Dubbed the Worry Outcome Journal, the tool was designed to place greater focus on one key component of CBT, reported study investigator Lucas LaFreniere, PhD, of the Pennsylvania State University, in State College.

"CBT is well known as being efficacious for a great variety of disorders, but when we test CBT, it is typically as a full-treatment package, while many of the individual components may have not been evaluated independently," he said.

"If we are to say our treatments are empirically supported in a completely thorough way, we should be establishing empirical support for these individual components, as well as full treatment packages."

The findings were presented here at the Anxiety and Depression Association of America (ADAA) Conference 2017.

Worry Significantly Reduced

In the CBT model, the monitoring of worrying thoughts is a commonly used, albeit untested, component in which the patient takes note of specific worrisome predictions about the future that can be driving anxiety and then objectively observes the real-life outcomes of those worries.

With the Worry Outcome Journal, worrying is dissected in a similar fashion. The worrying is documented in the journal at scheduled times, with consideration given to the costs of such worries, as well as the estimated probabilities and outcomes of those worries.

To evaluate the journal's efficacy, the authors recruited 51 participants with generalized anxiety disorder. The patients were randomly assigned either to the use of a worry outcome journal or the use of a thought log (control condition) for 10 days.

Those using the Worry Outcome Journal were instructed to document their worries in the journal and to make concrete, specific predictions of the future in relation to the worries; to rate the worries in terms of level of distress and cognitive interference; and to track outcomes, including whether outcomes turned out better than, as bad as, or worse than expected.
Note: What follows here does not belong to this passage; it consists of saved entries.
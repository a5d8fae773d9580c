use std::fmt;
use std::rc::Rc;

use itertools::join;

/// A byte address inside one of the buffers registered with a
/// `SourceManager`.
#[derive(Debug, Clone, Copy, PartialEq, Eq, PartialOrd, Ord, Hash)]
pub struct SourceLoc(u32);

impl SourceLoc {
    /// A location that refers to no buffer.
    pub const INVALID: SourceLoc = SourceLoc(u32::MAX);

    pub(crate) fn new(offset: u32) -> SourceLoc {
        SourceLoc(offset)
    }

    pub fn is_valid(self) -> bool {
        self != SourceLoc::INVALID
    }

    pub fn offset(self) -> u32 {
        self.0
    }
}

/// A byte range; `end` is one past the last byte.
#[derive(Debug, Clone, Copy, PartialEq, Eq, Hash)]
pub struct SourceRange {
    pub start: SourceLoc,
    pub end: SourceLoc,
}

impl SourceRange {
    pub const INVALID: SourceRange = SourceRange {
        start: SourceLoc::INVALID,
        end: SourceLoc::INVALID,
    };

    pub fn new(start: SourceLoc, end: SourceLoc) -> SourceRange {
        SourceRange { start, end }
    }
}

#[derive(Debug, Clone, Copy, PartialEq, Eq, Hash)]
pub struct BufferId(u32);

/// A named source buffer. The stored bytes always end with a `\0` sentinel
/// so the lexer can scan without bounds checks; `end()` is the sentinel's
/// address.
pub struct SourceBuffer {
    name: String,
    start: u32,
    data: Vec<u8>,
}

impl SourceBuffer {
    pub fn name(&self) -> &str {
        &self.name
    }

    /// The buffer contents, including the trailing sentinel.
    pub fn bytes(&self) -> &[u8] {
        &self.data
    }

    pub fn start(&self) -> SourceLoc {
        SourceLoc(self.start)
    }

    /// The address of the sentinel byte, one past the last content byte.
    pub fn end(&self) -> SourceLoc {
        SourceLoc(self.start + self.data.len() as u32 - 1)
    }

    pub fn contains(&self, loc: SourceLoc) -> bool {
        loc.is_valid() && self.start().0 <= loc.0 && loc.0 <= self.end().0
    }
}

/// 1-based position of a location within its buffer.
#[derive(Debug, Clone, Copy, PartialEq, Eq)]
pub struct SourceCoords {
    pub buffer: BufferId,
    pub line: u32,
    pub column: u32,
}

#[derive(Debug, Clone, Copy, PartialEq, Eq, Hash)]
pub enum Severity {
    Error,
    Warning,
    Note,
}

impl fmt::Display for Severity {
    fn fmt(&self, f: &mut fmt::Formatter<'_>) -> fmt::Result {
        f.write_str(match self {
            Severity::Error => "error",
            Severity::Warning => "warning",
            Severity::Note => "note",
        })
    }
}

/// Categories of warnings the compiler may emit. The reader itself produces
/// only errors; later phases file their warnings under these.
#[derive(Debug, Clone, Copy, PartialEq, Eq, Hash)]
pub enum Warning {
    NoWarning,
    UndefinedVariable,
    DirectEval,
    Misc,
}

#[derive(Debug, Clone)]
pub struct Diagnostic {
    pub severity: Severity,
    pub loc: SourceLoc,
    pub range: Option<SourceRange>,
    pub message: String,
}

pub type DiagHandler = Box<dyn FnMut(&Diagnostic)>;

pub const DEFAULT_ERROR_LIMIT: usize = 20;

/// Owns the registered source buffers and collects diagnostics against them.
/// Once `error_limit` errors have been recorded, every further diagnostic is
/// suppressed and callers are expected to wind down.
pub struct SourceManager {
    buffers: Vec<Rc<SourceBuffer>>,
    next_offset: u32,
    diagnostics: Vec<Diagnostic>,
    handler: Option<DiagHandler>,
    error_count: usize,
    warning_count: usize,
    error_limit: usize,
}

impl SourceManager {
    pub fn new() -> SourceManager {
        SourceManager {
            buffers: Vec::new(),
            next_offset: 0,
            diagnostics: Vec::new(),
            handler: None,
            error_count: 0,
            warning_count: 0,
            error_limit: DEFAULT_ERROR_LIMIT,
        }
    }

    /// Register a new buffer. A `\0` sentinel is appended to the stored copy.
    pub fn add_source_buffer(
        &mut self,
        name: impl Into<String>,
        text: impl AsRef<[u8]>,
    ) -> BufferId {
        let mut data = text.as_ref().to_vec();
        data.push(0);
        let id = BufferId(self.buffers.len() as u32);
        let start = self.next_offset;
        self.next_offset += data.len() as u32;
        self.buffers.push(Rc::new(SourceBuffer {
            name: name.into(),
            start,
            data,
        }));
        id
    }

    pub fn buffer(&self, id: BufferId) -> &Rc<SourceBuffer> {
        &self.buffers[id.0 as usize]
    }

    pub fn find_buffer_for_loc(&self, loc: SourceLoc) -> Option<&Rc<SourceBuffer>> {
        self.buffers.iter().find(|buffer| buffer.contains(loc))
    }

    /// Resolve a location to 1-based line and column coordinates.
    pub fn source_coords(&self, loc: SourceLoc) -> Option<SourceCoords> {
        let (index, buffer) = self
            .buffers
            .iter()
            .enumerate()
            .find(|(_, buffer)| buffer.contains(loc))?;
        let offset = (loc.0 - buffer.start) as usize;
        let mut line = 1;
        let mut column = 1;
        for &byte in &buffer.data[..offset] {
            if byte == b'\n' {
                line += 1;
                column = 1;
            } else {
                column += 1;
            }
        }
        Some(SourceCoords {
            buffer: BufferId(index as u32),
            line,
            column,
        })
    }

    /// Install a callback invoked for every diagnostic as it is recorded.
    pub fn set_diag_handler(&mut self, handler: impl FnMut(&Diagnostic) + 'static) {
        self.handler = Some(Box::new(handler));
    }

    pub fn error(&mut self, range: SourceRange, message: impl ToString) {
        if self.is_error_limit_reached() {
            return;
        }
        self.error_count += 1;
        self.emit(Diagnostic {
            severity: Severity::Error,
            loc: range.start,
            range: Some(range),
            message: message.to_string(),
        });
    }

    pub fn error_at(&mut self, loc: SourceLoc, message: impl ToString) {
        self.error(SourceRange::new(loc, loc), message);
    }

    pub fn warning(&mut self, range: SourceRange, message: impl ToString) {
        if self.is_error_limit_reached() {
            return;
        }
        self.warning_count += 1;
        self.emit(Diagnostic {
            severity: Severity::Warning,
            loc: range.start,
            range: Some(range),
            message: message.to_string(),
        });
    }

    pub fn note(&mut self, loc: SourceLoc, message: impl ToString) {
        if self.is_error_limit_reached() {
            return;
        }
        self.emit(Diagnostic {
            severity: Severity::Note,
            loc,
            range: None,
            message: message.to_string(),
        });
    }

    fn emit(&mut self, diagnostic: Diagnostic) {
        if let Some(handler) = self.handler.as_mut() {
            handler(&diagnostic);
        }
        self.diagnostics.push(diagnostic);
    }

    /// Everything recorded so far, in emission order.
    pub fn diagnostics(&self) -> &[Diagnostic] {
        &self.diagnostics
    }

    pub fn error_count(&self) -> usize {
        self.error_count
    }

    pub fn warning_count(&self) -> usize {
        self.warning_count
    }

    pub fn set_error_limit(&mut self, limit: usize) {
        self.error_limit = limit;
    }

    pub fn is_error_limit_reached(&self) -> bool {
        self.error_count >= self.error_limit
    }

    /// Render one diagnostic as `name:line:column: severity: message`.
    pub fn format_diagnostic(&self, diagnostic: &Diagnostic) -> String {
        match self.source_coords(diagnostic.loc) {
            Some(coords) => format!(
                "{}:{}:{}: {}: {}",
                self.buffer(coords.buffer).name(),
                coords.line,
                coords.column,
                diagnostic.severity,
                diagnostic.message
            ),
            None => format!("{}: {}", diagnostic.severity, diagnostic.message),
        }
    }

    /// Render all collected diagnostics, one per line.
    pub fn format_diagnostics(&self) -> String {
        join(
            self.diagnostics.iter().map(|d| self.format_diagnostic(d)),
            "\n",
        )
    }
}

impl Default for SourceManager {
    fn default() -> SourceManager {
        SourceManager::new()
    }
}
Those in the control group, who used the thought log, were instructed only to complete a record of everyday thoughts (not worries or their probabilities) and to rate the amount of distress and interference associated with the thoughts.

All participants were randomly prompted by text message four times each day to record their entries on paper. They were also instructed to enter their log or journal entries each night.
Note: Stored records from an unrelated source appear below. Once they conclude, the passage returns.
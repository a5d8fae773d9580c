use crate::arena::Arena;
use crate::interner::StringTable;
use crate::source::{SourceManager, SourceRange};

use super::node::{Node, NodeId, NodeValue};

/// Bundles everything a parse needs: the source manager, the interner, and
/// the node arena. Construction allocates nothing external; dropping the
/// context releases all nodes and interned strings at once.
pub struct ASTContext {
    pub sm: SourceManager,
    pub string_table: StringTable,
    nodes: Arena<Node>,
}

impl ASTContext {
    pub fn new() -> ASTContext {
        ASTContext {
            sm: SourceManager::new(),
            string_table: StringTable::new(),
            nodes: Arena::new(),
        }
    }

    pub fn node(&self, id: NodeId) -> &Node {
        self.nodes.get(id.0)
    }

    pub(crate) fn node_mut(&mut self, id: NodeId) -> &mut Node {
        self.nodes.get_mut(id.0)
    }

    pub fn alloc_node(&mut self, value: NodeValue, range: SourceRange) -> NodeId {
        NodeId(self.nodes.alloc(Node::new(value, range)))
    }

    pub fn node_count(&self) -> usize {
        self.nodes.len()
    }
}

impl Default for ASTContext {
    fn default() -> ASTContext {
        ASTContext::new()
    }
}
In the post-intervention assessment, most of the described worries – 91% ― were not realized.

Patients who used the Worry Outcome Journal showed significantly greater reductions in levels of worry post-intervention compared to the control group, as assessed using the Penn State Worry Questionnaire (P = .04).
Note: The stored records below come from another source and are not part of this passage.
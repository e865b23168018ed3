//! Orientation distances that respect the half-turn symmetry of the boxes.
//!
//! All angles are in degrees. Distances double the angles before comparing
//! them, so `theta` and `theta + 180` are the same orientation and nothing
//! jumps at the `±90` wrap.

use crate::geometry::OrientedBox;
use crate::util::math::{fold_half_turn, in_half_turn};
use crate::util::{AnchorTargetError, AnchorTargetResult};

/// Largest magnitude of an encoded angular delta.
pub const MAX_ENCODED_DELTA: f64 = 2.0;

/// Unsigned orientation distance in `[0, 90]` degrees.
pub fn symmetric_distance(a_deg: f64, b_deg: f64) -> f64 {
    let delta = 2.0 * a_deg.to_radians() - 2.0 * b_deg.to_radians();
    // cos(delta) can exceed 1 by an ulp on some platforms.
    delta.cos().clamp(-1.0, 1.0).acos().to_degrees() * 0.5
}

/// Encodes the shortest rotation from `theta2` toward `theta1`.
///
/// Returns `±(1 - cos(2 t1 - 2 t2))` with the sign of `sin(2 t1 - 2 t2)`,
/// a value in `[-2, 2]`. Both angles must lie in `(-90, 90]`.
pub fn signed_shortest_delta(theta1_deg: f64, theta2_deg: f64) -> AnchorTargetResult<f64> {
    check_half_turn(theta1_deg)?;
    check_half_turn(theta2_deg)?;
    let delta = 2.0 * theta1_deg.to_radians() - 2.0 * theta2_deg.to_radians();
    let magnitude = 1.0 - delta.cos();
    Ok(if delta.sin() < 0.0 {
        -magnitude
    } else {
        magnitude
    })
}

/// Applies an encoded delta to `theta1` and returns the result in `(-90, 90]`.
///
/// `dtheta` is clamped to `[-2, 2]` first, so any network output decodes to
/// a valid orientation. Inverts [`signed_shortest_delta`]:
/// `decode_shortest_delta(t, signed_shortest_delta(g, t)) == g`.
pub fn decode_shortest_delta(theta1_deg: f64, dtheta: f64) -> AnchorTargetResult<f64> {
    check_half_turn(theta1_deg)?;
    if dtheta.is_nan() {
        return Err(AnchorTargetError::InvalidInput("encoded angle delta is NaN"));
    }
    let dtheta = dtheta.clamp(-MAX_ENCODED_DELTA, MAX_ENCODED_DELTA);
    let half = ((1.0 - dtheta.abs()).clamp(-1.0, 1.0).acos() * 0.5).to_degrees();
    let rotation = if dtheta < 0.0 { -half } else { half };
    Ok(fold_half_turn(theta1_deg + rotation))
}

fn check_half_turn(angle_deg: f64) -> AnchorTargetResult<()> {
    if in_half_turn(angle_deg) {
        Ok(())
    } else {
        Err(AnchorTargetError::Domain { angle_deg })
    }
}

/// Dense `N x K` table of [`symmetric_distance`] between two box sets.
#[derive(Clone, Debug)]
pub struct AngularAgreement {
    rows: usize,
    cols: usize,
    data: Vec<f64>,
}

impl AngularAgreement {
    /// Computes the distance between every `boxes[i]` and `query[j]`.
    pub fn between(boxes: &[OrientedBox], query: &[OrientedBox]) -> Self {
        let mut data = Vec::with_capacity(boxes.len() * query.len());
        for a in boxes {
            for q in query {
                data.push(symmetric_distance(a.theta, q.theta));
            }
        }
        Self {
            rows: boxes.len(),
            cols: query.len(),
            data,
        }
    }

    pub fn rows(&self) -> usize {
        self.rows
    }

    pub fn cols(&self) -> usize {
        self.cols
    }

    /// Returns the distance for `(row, col)` if in range.
    pub fn get(&self, row: usize, col: usize) -> Option<f64> {
        if row >= self.rows || col >= self.cols {
            return None;
        }
        self.data.get(row * self.cols + col).copied()
    }
}

#[cfg(test)]
mod tests {
    use super::*;

    fn sweep() -> impl Iterator<Item = f64> {
        // (-90, 90] in 2.5 degree steps plus a few awkward values.
        (1..=72)
            .map(|i| -90.0 + 2.5 * i as f64)
            .chain([-89.999, 0.001, 44.9999, 89.9999])
    }

    #[test]
    fn symmetric_distance_is_symmetric_and_bounded() {
        for a in sweep() {
            assert!(symmetric_distance(a, a).abs() < 1e-6);
            for b in sweep() {
                let d = symmetric_distance(a, b);
                assert!((0.0..=90.0).contains(&d), "{a} {b} -> {d}");
                assert!((d - symmetric_distance(b, a)).abs() < 1e-12);
            }
        }
    }

    #[test]
    fn symmetric_distance_is_continuous_across_wrap() {
        assert!((symmetric_distance(89.0, -89.0) - 2.0).abs() < 1e-6);
        assert!((symmetric_distance(90.0, -90.0)).abs() < 1e-6);
        assert!((symmetric_distance(0.0, 90.0) - 90.0).abs() < 1e-6);
        assert!((symmetric_distance(10.0, 190.0)).abs() < 1e-6);
    }

    #[test]
    fn signed_delta_sign_follows_shortest_rotation() {
        assert!(signed_shortest_delta(10.0, 0.0).unwrap() > 0.0);
        assert!(signed_shortest_delta(-10.0, 0.0).unwrap() < 0.0);
        // 89 -> -89 is a two degree anti-clockwise turn through the wrap.
        assert!(signed_shortest_delta(-89.0, 89.0).unwrap() > 0.0);
        assert_eq!(signed_shortest_delta(30.0, 30.0).unwrap(), 0.0);
        let quarter = signed_shortest_delta(90.0, 0.0).unwrap();
        assert!((quarter.abs() - 2.0).abs() < 1e-12);
    }

    #[test]
    fn signed_delta_rejects_out_of_range() {
        assert_eq!(
            signed_shortest_delta(-90.0, 0.0),
            Err(AnchorTargetError::Domain { angle_deg: -90.0 })
        );
        assert_eq!(
            signed_shortest_delta(0.0, 91.0),
            Err(AnchorTargetError::Domain { angle_deg: 91.0 })
        );
        assert!(decode_shortest_delta(120.0, 0.5).is_err());
    }

    #[test]
    fn decode_inverts_signed_delta() {
        for base in sweep() {
            for target in sweep() {
                let encoded = signed_shortest_delta(target, base).unwrap();
                let decoded = decode_shortest_delta(base, encoded).unwrap();
                assert!(
                    symmetric_distance(decoded, target) < 1e-4,
                    "base {base} target {target} decoded {decoded}"
                );
                assert!(decoded > -90.0 && decoded <= 90.0);
            }
        }
    }

    #[test]
    fn decode_recovers_exact_values_away_from_wrap() {
        let encoded = signed_shortest_delta(-60.0, 45.0).unwrap();
        let decoded = decode_shortest_delta(45.0, encoded).unwrap();
        assert!((decoded + 60.0).abs() < 1e-9);
    }

    #[test]
    fn decode_clamps_large_deltas() {
        let a = decode_shortest_delta(0.0, 5.0).unwrap();
        let b = decode_shortest_delta(0.0, 2.0).unwrap();
        assert_eq!(a, b);
        assert!((b - 90.0).abs() < 1e-9);
        let c = decode_shortest_delta(0.0, -7.0).unwrap();
        assert!((c - 90.0).abs() < 1e-9);
    }

    #[test]
    fn agreement_table_matches_pairwise_distance() {
        let boxes = [
            OrientedBox::new(0.0, 0.0, 1.0, 1.0, 10.0),
            OrientedBox::new(0.0, 0.0, 1.0, 1.0, 80.0),
        ];
        let query = [OrientedBox::new(0.0, 0.0, 1.0, 1.0, -80.0)];
        let table = AngularAgreement::between(&boxes, &query);
        assert_eq!((table.rows(), table.cols()), (2, 1));
        assert!((table.get(0, 0).unwrap() - 90.0).abs() < 1e-9);
        assert!((table.get(1, 0).unwrap() - 20.0).abs() < 1e-9);
        assert!(table.get(2, 0).is_none());
    }
}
At a 30-day follow-up, a marginally significant difference was seen with a moderate effect size (P = .07), and the treatment gains were maintained.

Tough to Treat

Secondary outcomes were changes in general anxiety disorder, as assessed with the General Anxiety Disorder Questionnaire for DSM-IV. No differences were seen between the Worry Outcome Journal group and the control group, there were no significant differences in terms of change for worry-related beliefs, including positive, negative, and uncontrollability beliefs.

The findings are nevertheless important in light of the common struggles to treat generalized anxiety disorder, Dr LaFreniere said.

"Generalized anxiety disorder is very tough to treat – it's resilient to a lot of therapies, and in some studies, we see improvement in as few as 50% to just a third of patients, so there is work that needs to be done.

"The findings indicate that the Worry Outcome Journal may be a viable, ecological, momentary intervention for reducing worry in generalized anxiety disorder, and longer practice with the journal may yield stronger results," he said.

"A normal CBT protocol may involve 8 to 20 weeks undergoing treatment, and here we've only looked at 10 days, so it would be really interesting to see what this would look like if used for a longer period of time.

"But it may not be sufficient for comprehensive generalized anxiety disorder treatment, however," Dr LaFreniere added. "The journal may be best used as a component within a complete CBT program."

Commenting on the study, Richard Zinbarg, PhD, underscored the steep challenges in the treatment of generalized anxiety disorder.

"The fact is, this isn't like an infection, where you can take some penicillin and have a cure rate above 90%. Generalized anxiety disorder is much more difficult to treat.

"So we clearly have lots of room for improvement, and very little work has been done on our traditional CBT packages, so I loved this paper," he said.

Dr LaFreniere and Dr Zinbarg have disclosed no relevant financial relationships.

Anxiety and Depression Association of America (ADAA) Conference 2017. Presented April 8, 2017.